Un ballo in maschera en Barcelona

Escena de Un ballo in maschera en Barcelona © Antoni Bofill

Febrero 12, 2024. El segundo reparto de Un ballo in maschera (el primero, por problema de fechas, lo veré más adelante) presentó —cuándo no con esta ópera— una nueva producción procedente del Festival Verdi para el Teatro Regio de Parma, que fue la última que ideó sin terminar de concretar Graham Vick y realizó Jacopo Spirei. 

El resultado es mediocre: bien los vestidos y menos la escenografía de Richard Hudson, absurda la coreografía de Virginia Spallarossa, impersonal la iluminación de Giuseppe di Iorio, poco trabajo con los actores y una atmósfera “queer” que alternaba entre los bajos fondos de una ciudad portuaria (escena de Ulrica), la nada absoluta (el segundo acto y la primera escena del tercero) y una especie de ambiente de decadencia poco elegante para el primer cuadro y el último.

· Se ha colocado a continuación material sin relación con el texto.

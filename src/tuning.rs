//! Data-driven physics and layout constants
//!
//! Defaults match the built-in `consts`. The web build reads an optional JSON
//! override from the canvas `data-tuning` attribute; any subset of fields may
//! be given.

use serde::{Deserialize, Serialize};
use thiserror::Error;

use crate::consts::*;

/// Errors from parsing or validating a tuning override
#[derive(Debug, Error)]
pub enum TuningError {
    #[error("tuning JSON is malformed: {0}")]
    Parse(#[from] serde_json::Error),
    #[error("gravity must be positive (got {0})")]
    Gravity(f32),
    #[error("jump impulse must be negative (got {0})")]
    JumpImpulse(f32),
    #[error("actor speed must be positive (got {0})")]
    Speed(f32),
    #[error("actor size must be positive (got {0}x{1})")]
    ActorSize(f32, f32),
    #[error("ground height must not be negative (got {0})")]
    GroundHeight(f32),
    #[error("start x must not be negative (got {0})")]
    StartX(f32),
}

/// Physics and layout tuning
#[derive(Debug, Clone, Copy, PartialEq, Serialize, Deserialize)]
#[serde(default)]
pub struct Tuning {
    /// Downward acceleration per tick
    pub gravity: f32,
    /// Vertical velocity set by a valid jump
    pub jump_impulse: f32,
    /// Horizontal pixels per tick per held key
    pub speed: f32,
    pub actor_width: f32,
    pub actor_height: f32,
    /// Actor x after a reset
    pub start_x: f32,
    /// Height of the ground band at the bottom of the surface
    pub ground_height: f32,
}

impl Default for Tuning {
    fn default() -> Self {
        Self {
            gravity: GRAVITY,
            jump_impulse: JUMP_IMPULSE,
            speed: ACTOR_SPEED,
            actor_width: ACTOR_WIDTH,
            actor_height: ACTOR_HEIGHT,
            start_x: ACTOR_START_X,
            ground_height: GROUND_HEIGHT,
        }
    }
}

impl Tuning {
    /// Parse a (possibly partial) JSON override and validate it
    pub fn from_json(json: &str) -> Result<Self, TuningError> {
        let tuning: Tuning = serde_json::from_str(json)?;
        tuning.validate()?;
        Ok(tuning)
    }

    /// Reject values that would break the simulation's invariants.
    ///
    /// Every field must be finite; JSON numbers past `f32::MAX` parse as infinity.
    pub fn validate(&self) -> Result<(), TuningError> {
        if !(self.gravity.is_finite() && self.gravity > 0.0) {
            return Err(TuningError::Gravity(self.gravity));
        }
        if !(self.jump_impulse.is_finite() && self.jump_impulse < 0.0) {
            return Err(TuningError::JumpImpulse(self.jump_impulse));
        }
        if !(self.speed.is_finite() && self.speed > 0.0) {
            return Err(TuningError::Speed(self.speed));
        }
        let size_ok = self.actor_width.is_finite()
            && self.actor_height.is_finite()
            && self.actor_width > 0.0
            && self.actor_height > 0.0;
        if !size_ok {
            return Err(TuningError::ActorSize(self.actor_width, self.actor_height));
        }
        if !(self.ground_height.is_finite() && self.ground_height >= 0.0) {
            return Err(TuningError::GroundHeight(self.ground_height));
        }
        if !(self.start_x.is_finite() && self.start_x >= 0.0) {
            return Err(TuningError::StartX(self.start_x));
        }
        Ok(())
    }

    /// Load from an optional override, falling back to defaults on any error
    pub fn from_override(json: Option<&str>) -> Self {
        match json {
            Some(json) => match Self::from_json(json) {
                Ok(tuning) => {
                    log::info!("Loaded tuning override: {:?}", tuning);
                    tuning
                }
                Err(e) => {
                    log::warn!("Ignoring tuning override: {}", e);
                    Self::default()
                }
            },
            None => {
                log::info!("Using default tuning");
                Self::default()
            }
        }
    }
}

#[cfg(test)]
mod tests {
    use super::*;

    #[test]
    fn test_defaults_are_valid() {
        assert!(Tuning::default().validate().is_ok());
    }

    #[test]
    fn test_partial_override_keeps_other_defaults() {
        let tuning = Tuning::from_json(r#"{ "gravity": 0.5, "speed": 4 }"#).unwrap();
        assert_eq!(tuning.gravity, 0.5);
        assert_eq!(tuning.speed, 4.0);
        assert_eq!(tuning.jump_impulse, JUMP_IMPULSE);
        assert_eq!(tuning.ground_height, GROUND_HEIGHT);
    }

    #[test]
    fn test_rejects_upward_gravity() {
        let err = Tuning::from_json(r#"{ "gravity": -1 }"#).unwrap_err();
        assert!(matches!(err, TuningError::Gravity(_)));
    }

    #[test]
    fn test_rejects_downward_jump() {
        let err = Tuning::from_json(r#"{ "jump_impulse": 5 }"#).unwrap_err();
        assert!(matches!(err, TuningError::JumpImpulse(_)));
    }

    #[test]
    fn test_rejects_overflowing_numbers() {
        let err = Tuning::from_json(r#"{ "speed": 1e39 }"#).unwrap_err();
        assert!(matches!(err, TuningError::Speed(v) if v.is_infinite()));

        let err = Tuning::from_json(r#"{ "jump_impulse": -1e39 }"#).unwrap_err();
        assert!(matches!(err, TuningError::JumpImpulse(_)));

        let err = Tuning::from_json(r#"{ "gravity": 1e39 }"#).unwrap_err();
        assert!(matches!(err, TuningError::Gravity(_)));

        let err = Tuning::from_json(r#"{ "actor_height": 1e39 }"#).unwrap_err();
        assert!(matches!(err, TuningError::ActorSize(_, _)));

        let err = Tuning::from_json(r#"{ "ground_height": 1e39 }"#).unwrap_err();
        assert!(matches!(err, TuningError::GroundHeight(_)));
    }

    #[test]
    fn test_rejects_bad_start_x() {
        let err = Tuning::from_json(r#"{ "start_x": -5 }"#).unwrap_err();
        assert!(matches!(err, TuningError::StartX(_)));

        let err = Tuning::from_json(r#"{ "start_x": 1e39 }"#).unwrap_err();
        assert!(matches!(err, TuningError::StartX(_)));

        assert!(Tuning::from_json(r#"{ "start_x": 0 }"#).is_ok());
    }

    #[test]
    fn test_rejects_malformed_json() {
        let err = Tuning::from_json("{ gravity: ").unwrap_err();
        assert!(matches!(err, TuningError::Parse(_)));
    }

    #[test]
    fn test_bad_override_falls_back_to_defaults() {
        assert_eq!(Tuning::from_override(Some("nope")), Tuning::default());
        assert_eq!(Tuning::from_override(None), Tuning::default());
    }
}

La dirección de Riccardo Frizza fue estimable, aunque en algunos momentos —como el preludio— eligió la lentitud y pesadez, y en otros —los concertantes, pero no solo ellos— el volumen a todo trapo. La orquesta respondió bien y también el coro —situado en la parte superior y sin moverse, porque esto se fraguó en la época de Covid— preparado por Pablo Assante. 

Las mejores pruebas vinieron de la Amelia de Saioa Hernández, que cantó siempre con voz grande, segura y metálica, poco dada a medias voces, pero aquí todo lo que hizo fue bueno, y también del Oscar de Sara Blanch, muy pizpireta y adecuada a la parte, aunque un tanto disfrazada. Okka van der Damerau lleva tiempo haciendo Ulrica y, si no lo hace mal (en particular en los graves), tampoco es para el recuerdo, aunque como se sabe el personaje es tan corto como endiablado. Muy bien los conspiradores (Valeriano Lanchas y Luis López Navarro, en particular el primero) y correcto el Silvano de David Oller.

El Riccardo (se eligió la versión “original”, ubicada en Boston) de Arturo Chacón Cruz no estuvo mal pero tampoco llenó todos los requisitos de la parte, y más de una vez se vio apurado en el extremo agudo (el momento más comprometido fue el gran dúo de amor) y con el timbre carente de brillo; no debió intentar el salto al grave en la barcarola del primer acto. Por otra parte, parecía más un chico travieso que el héroe de que habla el texto.

Ernesto Petti debutó en el difícil rol de Renato: su voz es bella y grande, aunque aún debe ajustar la emisión de algunos agudos que pierden a veces color, y el grave no resuena como en salas más pequeñas. El centro es fantástico, pero la actuación es casi tan precaria como el fraseo. El público, numeroso, aplaudió con calor a todos, especialmente al final del espectáculo.